Resistência criativa
Em janeiro, Díaz-Canel pediu mais uma vez aos cubanos uma "resistência criativa, que significa aproveitas todo o talento que temos" para vencer o bloqueio.
O apelo foi feito no momento em que o país enfrenta a pior crise econômica em 30 anos, com uma inflação galopante de 70% e com uma forte queda da qualidade de vida, além da escassez de alimentos e remédios.
Os defensores do governo culpam o bloqueio por todos os males, mas os críticos acusam o regime de tentar acobertar sua ineficiência e os problemas estruturais de sua economia.
"Não há bloqueio, apenas um embargo parcial", afirmou um comunicado da organização de oposição Cubadecide, liderada do exílio por Rosa María Payá.
"O verdadeiro bloqueio foi imposto pelo Estado cubano e pode ser eliminado com uma transição para a democracia representativa", acrescenta a nota.

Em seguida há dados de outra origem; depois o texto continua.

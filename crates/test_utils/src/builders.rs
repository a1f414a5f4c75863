//! Test Data Builders
//!
//! Builder patterns for constructing test data with sensible defaults.
//! Tests specify only the values they care about.

use std::collections::BTreeMap;

use chrono::NaiveDate;
use rust_decimal::Decimal;
use rust_decimal_macros::dec;

use domain_documents::Extraction;
use domain_rating::{
    CoverageSelection, DriverProfile, ProductCode, RatingHistory, RatingRequest, UnderwriterId,
    UsageType, VehicleCategory, VehicleProfile,
};

use crate::fixtures::TemporalFixtures;

/// Builder for rating requests
///
/// Defaults to a 2018 private car worth 1,200,000 on Sanlam total-own-risk
/// cover for twelve months, rated and starting on the fixture date.
pub struct RatingRequestBuilder {
    request: RatingRequest,
}

impl Default for RatingRequestBuilder {
    fn default() -> Self {
        Self::new()
    }
}

impl RatingRequestBuilder {
    pub fn new() -> Self {
        let today = TemporalFixtures::today();
        Self {
            request: RatingRequest {
                vehicle: VehicleProfile {
                    registration: "KDA 123A".to_string(),
                    make: "Toyota".to_string(),
                    model: "Fielder".to_string(),
                    year_of_manufacture: 2018,
                    engine_capacity_cc: Some(1500),
                    declared_value: dec!(1200000),
                    usage: UsageType::Private,
                    category: VehicleCategory::PrivateCar,
                },
                driver: None,
                coverage: CoverageSelection {
                    product: ProductCode::TotalOwnRisk,
                    underwriter: UnderwriterId::new("sanlam"),
                    duration_months: 12,
                    start_date: today,
                },
                history: None,
                rated_on: today,
            },
        }
    }

    pub fn underwriter(mut self, id: &str) -> Self {
        self.request.coverage.underwriter = UnderwriterId::new(id);
        self
    }

    pub fn product(mut self, product: ProductCode) -> Self {
        self.request.coverage.product = product;
        self
    }

    pub fn declared_value(mut self, value: Decimal) -> Self {
        self.request.vehicle.declared_value = value;
        self
    }

    pub fn year_of_manufacture(mut self, year: i32) -> Self {
        self.request.vehicle.year_of_manufacture = year;
        self
    }

    pub fn engine_capacity(mut self, cc: Option<u32>) -> Self {
        self.request.vehicle.engine_capacity_cc = cc;
        self
    }

    pub fn usage(mut self, usage: UsageType) -> Self {
        self.request.vehicle.usage = usage;
        self
    }

    pub fn category(mut self, category: VehicleCategory) -> Self {
        self.request.vehicle.category = category;
        self
    }

    pub fn driver_age(mut self, age: u32) -> Self {
        self.request.driver = Some(DriverProfile::new(age));
        self
    }

    pub fn history(mut self, prior_claims: bool, modified: bool) -> Self {
        self.request.history = Some(RatingHistory { prior_claims, modified });
        self
    }

    pub fn duration_months(mut self, months: u32) -> Self {
        self.request.coverage.duration_months = months;
        self
    }

    pub fn start_date(mut self, date: NaiveDate) -> Self {
        self.request.coverage.start_date = date;
        self
    }

    pub fn build(self) -> RatingRequest {
        self.request
    }
}

/// Builder for document extractions
pub struct ExtractionBuilder {
    fields: BTreeMap<String, String>,
    confidence: f64,
}

impl Default for ExtractionBuilder {
    fn default() -> Self {
        Self::new()
    }
}

impl ExtractionBuilder {
    /// An empty extraction read with 0.97 confidence
    pub fn new() -> Self {
        Self {
            fields: BTreeMap::new(),
            confidence: 0.97,
        }
    }

    pub fn field(mut self, name: &str, value: &str) -> Self {
        self.fields.insert(name.to_string(), value.to_string());
        self
    }

    pub fn confidence(mut self, confidence: f64) -> Self {
        self.confidence = confidence;
        self
    }

    pub fn build(self) -> Extraction {
        Extraction::new(self.fields, self.confidence)
    }
}
//! Cross-Field Validator
//!
//! Two independent, pure checks over a document's extracted fields:
//!
//! - **Pattern rules**: every field with a declared rule is checked and each
//!   failing field yields one message. Nothing short-circuits. A ruled field
//!   the extraction did not return is skipped.
//! - **Must-match**: each declared pair compares the named extracted field
//!   with its form field after normalization. If either side is absent the
//!   pair is skipped.
//!
//! Neither check touches the declared data; autofill from extracted values is
//! a separate, explicit workflow operation.

use chrono::NaiveDate;
use rust_decimal::Decimal;
use serde::{Deserialize, Serialize};
use std::collections::{BTreeMap, HashMap};
use std::str::FromStr;

use core_kernel::temporal::subtract_months;

use crate::document::Extraction;
use crate::schema::{DocumentSchema, FieldRule, Normalization};

/// Extraction confidence below which a warning is attached
pub const LOW_CONFIDENCE_THRESHOLD: f64 = 0.9;

const DATE_FORMATS: [&str; 4] = ["%Y-%m-%d", "%d/%m/%Y", "%d-%m-%Y", "%d.%m.%Y"];

/// Result of document validation
#[derive(Debug, Clone, PartialEq, Eq, Serialize, Deserialize)]
pub struct ValidationResult {
    /// Whether the document passed every check
    pub is_valid: bool,
    /// One message per failing check
    pub errors: Vec<String>,
    /// Non-fatal observations, such as low extraction confidence
    pub warnings: Vec<String>,
}

impl ValidationResult {
    /// Creates a successful validation result
    pub fn ok() -> Self {
        Self {
            is_valid: true,
            errors: Vec::new(),
            warnings: Vec::new(),
        }
    }

    /// Creates a failed validation result with errors
    pub fn fail(errors: Vec<String>) -> Self {
        Self {
            is_valid: errors.is_empty(),
            errors,
            warnings: Vec::new(),
        }
    }

    /// Adds an error to the result
    pub fn add_error(&mut self, error: impl Into<String>) {
        self.errors.push(error.into());
        self.is_valid = false;
    }

    /// Adds a warning to the result
    pub fn add_warning(&mut self, warning: impl Into<String>) {
        self.warnings.push(warning.into());
    }

    /// Merges another validation result into this one
    pub fn merge(&mut self, other: ValidationResult) {
        if !other.is_valid {
            self.is_valid = false;
        }
        self.errors.extend(other.errors);
        self.warnings.extend(other.warnings);
    }
}

impl Default for ValidationResult {
    fn default() -> Self {
        Self::ok()
    }
}

/// Read access to the proposer's declared form values by field key
pub trait DeclaredFields {
    /// The declared value of `form_field`, if any
    fn declared_value(&self, form_field: &str) -> Option<String>;
}

impl DeclaredFields for BTreeMap<String, String> {
    fn declared_value(&self, form_field: &str) -> Option<String> {
        self.get(form_field).cloned()
    }
}

impl DeclaredFields for HashMap<String, String> {
    fn declared_value(&self, form_field: &str) -> Option<String> {
        self.get(form_field).cloned()
    }
}

/// Runs both checks and attaches a confidence warning
pub fn validate_document(
    schema: &DocumentSchema,
    extraction: &Extraction,
    declared: &dyn DeclaredFields,
    today: NaiveDate,
) -> ValidationResult {
    let mut result = validate_patterns(schema, extraction, today);
    result.merge(cross_validate(schema, extraction, declared));

    if extraction.confidence < LOW_CONFIDENCE_THRESHOLD {
        result.add_warning(format!(
            "{} was read with low confidence ({:.0}%), please check the details",
            schema.document_type(),
            extraction.confidence * 100.0
        ));
    }

    if !result.is_valid {
        tracing::warn!(
            document_type = schema.document_type().key(),
            errors = result.errors.len(),
            "Document failed validation"
        );
    }
    result
}

/// Applies each field's declared rule to the fields the extraction returned
pub fn validate_patterns(schema: &DocumentSchema, extraction: &Extraction, today: NaiveDate) -> ValidationResult {
    let mut result = ValidationResult::ok();

    for rule in schema.rules() {
        let field = rule.field.as_str();
        let Some(value) = extraction.field(field) else {
            continue;
        };

        match &rule.rule {
            FieldRule::Pattern(pattern) => {
                if !pattern.is_match(value) {
                    result.add_error(format!("Invalid {} format in document", field));
                }
            }
            FieldRule::Future => match parse_document_date(value) {
                Some(date) if date > today => {}
                Some(_) => result.add_error(format!("{} must be a future date", field)),
                None => result.add_error(format!("{} is not a valid date", field)),
            },
            FieldRule::Recent { months } => {
                let window_start = subtract_months(today, *months).unwrap_or(NaiveDate::MIN);
                match parse_document_date(value) {
                    Some(date) if date >= window_start && date <= today => {}
                    Some(_) => result.add_error(format!(
                        "{} must be from within the last {} months",
                        field, months
                    )),
                    None => result.add_error(format!("{} is not a valid date", field)),
                }
            }
        }
    }

    result
}

/// Compares each must-match pair, skipping pairs with an absent side
pub fn cross_validate(
    schema: &DocumentSchema,
    extraction: &Extraction,
    declared: &dyn DeclaredFields,
) -> ValidationResult {
    let mut result = ValidationResult::ok();

    for pair in schema.must_match_pairs() {
        let Some(extracted) = extraction.field(&pair.extracted_field) else {
            continue;
        };
        let Some(declared) = declared
            .declared_value(&pair.form_field)
            .filter(|v| !v.trim().is_empty())
        else {
            continue;
        };

        let matches = match (
            normalize(extracted, pair.normalization),
            normalize(&declared, pair.normalization),
        ) {
            (Some(a), Some(b)) => a == b,
            _ => false,
        };
        if !matches {
            result.add_error(format!("Document data does not match form {}", pair.form_field));
        }
    }

    result
}

/// Parses a date in any of the formats printed on Kenyan documents
pub fn parse_document_date(value: &str) -> Option<NaiveDate> {
    let value = value.trim();
    DATE_FORMATS
        .iter()
        .find_map(|format| NaiveDate::parse_from_str(value, format).ok())
}

/// Canonical form of `value` under `normalization`, or `None` if the value
/// cannot be read that way
pub fn normalize(value: &str, normalization: Normalization) -> Option<String> {
    match normalization {
        Normalization::Text => Some(
            value
                .split_whitespace()
                .collect::<Vec<_>>()
                .join(" ")
                .to_lowercase(),
        ),
        Normalization::Identifier => Some(
            value
                .chars()
                .filter(|c| !c.is_whitespace() && *c != '-')
                .collect::<String>()
                .to_uppercase(),
        ),
        Normalization::Numeric => {
            let digits: String = value.chars().filter(|c| *c != ',' && !c.is_whitespace()).collect();
            Decimal::from_str(&digits).ok().map(|d| d.normalize().to_string())
        }
        Normalization::Date => parse_document_date(value).map(|d| d.to_string()),
    }
}

#[cfg(test)]
mod tests {
    use super::*;

    #[test]
    fn test_normalize_text() {
        assert_eq!(normalize("  John   KAMAU ", Normalization::Text).unwrap(), "john kamau");
    }

    #[test]
    fn test_normalize_identifier() {
        assert_eq!(normalize("kda 123-a", Normalization::Identifier).unwrap(), "KDA123A");
    }

    #[test]
    fn test_normalize_numeric() {
        assert_eq!(
            normalize("1,500", Normalization::Numeric),
            normalize("1500.00", Normalization::Numeric)
        );
        assert_eq!(normalize("about 1500", Normalization::Numeric), None);
    }

    #[test]
    fn test_parse_document_dates() {
        let expected = NaiveDate::from_ymd_opt(1990, 3, 15);
        assert_eq!(parse_document_date("1990-03-15"), expected);
        assert_eq!(parse_document_date("15/03/1990"), expected);
        assert_eq!(parse_document_date("15.03.1990"), expected);
        assert_eq!(parse_document_date("March 1990"), None);
    }

    #[test]
    fn test_result_merge() {
        let mut result = ValidationResult::ok();
        result.merge(ValidationResult::fail(vec!["a".to_string()]));
        result.add_error("b");
        assert!(!result.is_valid);
        assert_eq!(result.errors, vec!["a", "b"]);
    }
}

Esta percepção se sustenta na Lei de Reformas às Sanções Comerciais, aprovada pelo Congresso em 2000 e que permite a Cuba comprar alimentos nos Estados Unidos.
Entre 2015 e 2020 a ilha importou do país vizinho 1,5 bilhão de dólares de alimentos, especialmente frango.
Mas estas compras deveriam ser pagas de maneira antecipada, condição difícil para a ilha.
"É contraproducente pressionar Cuba. Não se consegue absolutamente nada", opina Carlos Gutiérrez, que foi secretário de Comércio dos Estados Unidos entre 2005 e 2009.
"É uma política muito, cujo objetivo é provocar uma explosão social, que as pessoas saiam às ruas para derramar sangue", disse, antes de destacar que, pelo contrário, a política de Obama para Cuba foi "muito inteligente", com "dois anos muito produtivos" para a ilha e ao estabelecer "o caminho", com uma imprescindível abertura à iniciativa privada.